Thursday, July 31, 2014

Tuesday, July 29, 2014

When Brooklyn is not enough

There was a time when going to Pearl Street was a big part of my summers. During my summers back home when I was in college, I'd usually make it a few times to the Northampton night club, which was a part of the indie rock circuit at the time. This summer, with a month to myself while the wife and daughter are visiting relatives, I kept a close eye on the listings. I noticed last week a show of a few bands from Brooklyn, so I drove down for dinner and to see what the kids are up to today.

I think the last time I went to Pearl Street it was to see the Swedish band The Soundtrack of Our Lives, which I and maybe ten other people seemed to enjoy. The club was the same as I remembered — filthy and dark, but not as smelly as I remembered thanks to the smoking ban. The security was absurd, the drinks expensive, the sound wretched — all the same.

Their schedule this summer has, more or less, sucked. Ordinarily I wouldn't be super excited to see a bunch bands from Brooklyn, but it was honestly the only thing that remotely caught my attention. And I don't really know why — maybe because I like MGMT, and one of the bands were friends with them in college. Maybe because New York still might mean something as a creative hub. But it was really weird how each of the bands frequently told us they were from Brooklyn (not New York, Brooklyn), as if that was a desperately critical piece of information we had to drill into our heads or all would be lost. I would love to know what these guys think Brooklyn means out here in the sticks, but I bet it's not what they think it means.

The first band was an outfit called Total Slacker, which to my amusement/horror is a 90s nostalgia act. That is, their bassist wore a t-shirt with Fox Mulder's "I Want to Believe" poster on it. Lead guitarist/singer Tucker Rountree borrows a bit from Kurt Cobain's look and Thurston Moore's voice. I enjoyed their set — knots of noise and feedback, plenty of drones and grooves. I actually sort of liked them, but I never thought the culture of my youth would be a retro throwback for the young'uns. At least not yet.

It is a much richer experience to see bands in small, out-of-the-way, divey joints like Pearl Street. You see a lot just waiting around — who's fighting with their chick, who needs a smoke, who is drinking maybe too much before the show. There are these little moments — Rountree walked right past on his way to the stage, and we made eye contact for a second, nodded and said "hey." This sort of matters, I realized this is a guy who is aware that he's doing something that involves other people. That small human connection makes you root for them. I still have a soft spot for Jen Trynin based on that one time I saw her at Pearl Street in 1994.

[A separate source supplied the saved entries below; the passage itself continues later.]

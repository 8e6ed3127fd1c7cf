use std::path::PathBuf;

use ndarray_npy::{ReadNpyError, ReadNpzError};
use thiserror::Error;

use crate::types::Modality;

pub type Result<T> = std::result::Result<T, Error>;

/// Fatal errors. Anything here aborts the run.
#[derive(Debug, Error)]
pub enum Error {
    #[error("Infinigen data directory {0} does not exist")]
    InvalidInputRoot(PathBuf),

    #[error("I/O error on {path}: {source}")]
    Io {
        path: PathBuf,
        #[source]
        source: std::io::Error,
    },

    #[error("Failed to read array {path}: {source}")]
    Npy {
        path: PathBuf,
        #[source]
        source: ReadNpyError,
    },

    #[error("Failed to read array `{key}` from {path}: {source}")]
    Npz {
        path: PathBuf,
        key: String,
        #[source]
        source: ReadNpzError,
    },

    #[error("Unsupported array in {path}: {reason}")]
    InvalidArray { path: PathBuf, reason: String },

    #[error("Failed to write image {path}: {source}")]
    Image {
        path: PathBuf,
        #[source]
        source: image::ImageError,
    },

    #[error("Failed to serialize annotations to {path}: {source}")]
    Json {
        path: PathBuf,
        #[source]
        source: serde_json::Error,
    },

    #[error("Invalid configuration: {0}")]
    InvalidConfig(String),
}

impl Error {
    pub(crate) fn io(path: impl Into<PathBuf>, source: std::io::Error) -> Self {
        Error::Io {
            path: path.into(),
            source,
        }
    }

    pub(crate) fn invalid_array(path: impl Into<PathBuf>, reason: impl Into<String>) -> Self {
        Error::InvalidArray {
            path: path.into(),
            reason: reason.into(),
        }
    }
}

/// Reasons a scene/camera unit is skipped. These are diagnostics, the run continues.
#[derive(Debug, Clone, PartialEq, Eq, Error)]
pub enum UnitRejection {
    #[error("missing modality directories: {}", format_missing(.0))]
    MissingModalityDirectory(Vec<(Modality, PathBuf)>),

    /// Modalities hold different numbers of files. Under the drop-leading
    /// alignment this is also reported when the counts still differ after the
    /// drop, segmentation included, since every modality must end up with one
    /// file per frame. The counts are the ones found on disk.
    #[error(
        "mismatched number of files (RGB files: {color}, Depth files: {depth}, \
         Camera files: {camview}, Segment files: {segmentation})"
    )]
    CountMismatch {
        color: usize,
        depth: usize,
        camview: usize,
        segmentation: usize,
    },

    #[error("{modality} files are not in frame order: {detail}")]
    SortOrderAnomaly { modality: Modality, detail: String },

    #[error("frame {position} pairs {left} frame {left_frame} with {right} frame {right_frame}")]
    FrameIndexMismatch {
        position: usize,
        left: Modality,
        left_frame: u32,
        right: Modality,
        right_frame: u32,
    },
}

fn format_missing(missing: &[(Modality, PathBuf)]) -> String {
    missing
        .iter()
        .map(|(modality, path)| format!("{} ({})", modality, path.display()))
        .collect::<Vec<_>>()
        .join(", ")
}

The second act up was Junior Prom, a pair of hilariously photogenic young men with an array of synthesizers that do this hopped up disco-skiffle thing. I admired their energy, which is the apparent result of the naive hope and optimism that comes between your debut EP and first LP. Everything is looking up for these guys — or at least to these guys. They might make it, or they might disappear. I can't predict which.

Then we can to the main act, a group called Bear Hands (from Brooklyn, no one can stress this enough). I almost didn't go just because of their name alone (speaking of which, geezus, these were the worst band names I've ever seen in my life). They've been around for a few years, and are touring on their second album. They have a couple of videos on YouTube — but these days making a pro-looking video is just about the easiest thing you can do. But there's very little buzz about them in the usual places.

The kindest way to describe their set is to say that it didn't really connect. It starts with Dylan Rau, their singer, who keeps his eyes firmly shut and sings in a mannered kind of yelp that feels like a particularly insolent kind of karaoke. It was clear they were tired; they've been touring all year, and have a lot more ahead of them in the next few months.

It wasn't at all what I expected. Based on their albums and videos, I figured they would realize that their hook-heavy songs really need a bit of Junior Prom's energy to come across. But it wasn't there. They opened with "Agora," a decent song that somewhat thoughtfully deals with agoraphobia. But the cheerlessly professional version they offered was almost sad. The same thing for their other single, "Giants," which is really a downer they way they played it.

They played dutifully, then said goodnight. I don't have any idea what becomes of this band. Maybe they get worked into an episode of Girls. Maybe they land a VW commercial. As it stands, if your capsule bio says more about where you are from and other bands you sound like, you probably aren't thriving. I don't know what they can do to change it, and I suspect they don't know either.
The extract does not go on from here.